まるで、辛いことが起こりすぎて泣いてるかのようだ。死にそうで、苦しそうで、もう諦めて泣いて欲しい。
そう思えるくらい辛そうな顔をしていた。
『其は摂理の番人なり……』
『最悪を変えるものなり……』
よく聞けば、その呪文も辛そうだ。それを見ていると、自然と涙がこぼれてくる。
「まーくん!」
そして、思わず詠唱をする真耶に背中から抱きついて止めてしまった。
「ごめんね!まーくん!傷つけるつもりはなかったんだ!ごめんね!」
奏はそう言って大泣きする。嗚咽を堪えながら真耶に抱きつく。真耶の背中は涙でびしょびしょになる。
鼻水が垂れてベトベト、涙で濡れてびしょびしょ、ヨダレも垂れてネチョネチョ、真耶は奏に抱きつかれながら不快な気持ちになるようなものを散々服になすり付けられた。

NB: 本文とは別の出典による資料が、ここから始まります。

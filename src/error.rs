//! Top-level error type and exit code mapping
//!
//! Every fatal condition travels up as an [`AppError`]. Only `main` turns it
//! into a process exit, through [`AppError::exit_code`].

use crate::config::ConfigError;
use crate::discovery::PublishError;
use crate::transport::mqtt::MqttError;
use crate::transport::BrokerLifecycleError;
use crate::weather::{FetchError, TerminalFetchFailure};
use regex::Regex;
use std::sync::OnceLock;
use thiserror::Error;

/// Process exit codes
pub mod exit_codes {
    pub const SUCCESS: i32 = 0;
    pub const MISSING_CONFIG: i32 = 2;
    pub const INVALID_POLL_INTERVAL: i32 = 3;
    pub const INVALID_SENSOR_SET_NAME: i32 = 4;
    pub const BROKER_CLOSED: i32 = 5;
    pub const BROKER_ERROR: i32 = 6;
    pub const STATIONS_EXHAUSTED: i32 = 7;
}

/// Main error type for the service
#[derive(Debug, Error)]
pub enum AppError {
    #[error("Configuration error: {0}")]
    Config(#[from] ConfigError),

    #[error("{0}")]
    StationsExhausted(#[from] TerminalFetchFailure),

    #[error("Broker error: {0}")]
    Broker(#[from] BrokerLifecycleError),

    #[error("Publish error: {0}")]
    Publish(#[from] PublishError),

    #[error("MQTT client error: {0}")]
    Mqtt(#[from] MqttError),

    #[error("Failed to build weather client: {0}")]
    WeatherClient(#[source] FetchError),
}

impl AppError {
    /// Map the error kind to its documented process exit code
    pub fn exit_code(&self) -> i32 {
        match self {
            AppError::Config(ConfigError::InvalidPollInterval(_)) => {
                exit_codes::INVALID_POLL_INTERVAL
            }
            AppError::Config(ConfigError::InvalidSensorSetName { .. }) => {
                exit_codes::INVALID_SENSOR_SET_NAME
            }
            AppError::Config(ConfigError::Missing(_) | ConfigError::InvalidValue { .. }) => {
                exit_codes::MISSING_CONFIG
            }
            AppError::StationsExhausted(_) => exit_codes::STATIONS_EXHAUSTED,
            AppError::Broker(
                BrokerLifecycleError::Closed(_) | BrokerLifecycleError::Offline(_),
            ) => exit_codes::BROKER_CLOSED,
            AppError::Broker(BrokerLifecycleError::Error(_)) => exit_codes::BROKER_ERROR,
            AppError::Publish(_) | AppError::Mqtt(_) => exit_codes::BROKER_ERROR,
            AppError::WeatherClient(_) => exit_codes::MISSING_CONFIG,
        }
    }
}

fn secret_pattern() -> &'static Regex {
    static PATTERN: OnceLock<Regex> = OnceLock::new();
    PATTERN.get_or_init(|| {
        Regex::new(r"(?i)(password|token|api_?key|key|secret)([=:]\s*)[^\s&]+")
            .expect("secret pattern is a valid regex")
    })
}

/// Sanitize error messages so credentials never reach the log stream
///
/// reqwest errors embed the full request URL, which carries the API key as a
/// query parameter.
pub fn sanitize_error_message(message: &str) -> String {
    let mut sanitized = secret_pattern()
        .replace_all(message, "${1}${2}***")
        .to_string();

    // Truncate very long messages - ensure total length is <= 500
    if sanitized.len() > 500 {
        let truncate_suffix = "...[truncated]";
        let mut cut = 500 - truncate_suffix.len();
        while !sanitized.is_char_boundary(cut) {
            cut -= 1;
        }
        sanitized = format!("{}{}", &sanitized[..cut], truncate_suffix);
    }

    sanitized
}

/// Result type for service operations
pub type AppResult<T> = Result<T, AppError>;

しかし、今の真耶はそんなことは思わない。元々、ちょっとした冗談のつもりで暗い顔をしただけだ。
傷ついたのは本当だが、それでもそれくらいに対抗する耐性は着いている。多分、そんな嘘をついた罰なのだろう。だとしたら、今の状況もこれまでにいっぱい嘘をついた罰なのかもしれない。
「そう言えば、あの時ガウェインも同じこと言ってたな。仲間を大切にしろ、だったっけ……」
真耶はそんなことを小さく呟いて奏の頭に手を乗っけた。そして、優しく撫でながら優しい声で言う。
「冗談だよ。そんなに泣かないで」
その言葉で奏は涙が止まる。別に怒りとか失望とかじゃなく、真耶が悲しんでいるわけじゃなかったという喜びに似た気持ちで、言葉を失う。
「なぁ、奏はさ、俺のことどうおもう?好き?それとも嫌い?それとも、別の何かしらの感情を抱いている?」
真耶の唐突な質問にことばが詰まる。そんなこと簡単だ。好き、と言えば良い。だが、いざ言おうとすると、恥ずかしくて言えない。もしこれが2人きりだったとしても言えない。
「なんでだろう?いつもは簡単に言えるのに、今日はなかなか言えないなー」
「え?何が?」
「むかっ、なんでそんな無関心に聞けるかなぁ?」
「フフ、冗談だよ。そう怒るなよ。奏の気持ちは分かったよ。当然ルーナ達の気持ちもな。ヴィヴィアンのことは悪かったと思う。だから、”絶対に俺達に危害を加えない”という誓約をかけておく」
「まーくん魔法使えないのに?」
「これは魔法じゃない。ただの約束だ。ちょっと大掛かりのな」
真耶はそう言ってヴィヴィアンの胸元に書いた陣を書き換える。そして、また新しい詠唱を始めた。
そして、ポッケからある魔道具を取り出す。
「あ、それって……」
「そう。ルーナの魔法、誓約鎖だ」
「でもそれって……」
「そう、お察しの通り陣を書かないといけない。さらに、陣の性質を1秒に1回変化させていかなければいけない」
「陣の性質を変えるということは、陣の形、色、魔力の質を変化させるということ」
「だから、それらを変化させ続けなければならない。これは、普通の魔法なら常時起きている事だ。恐らく皆はこれを意識せずに行っている。だが、俺の魔法ではそんな事しなくてもいい」
「陣無いですしね」
「そう、だから、俺は普通は出来ないんだ。だが、神眼を使って陣自体に干渉できるようにすれば陣の書き換えもできるわけだ」
真耶はそう言って不敵な笑みを浮かべる。そして、その目は黄色く光っていた。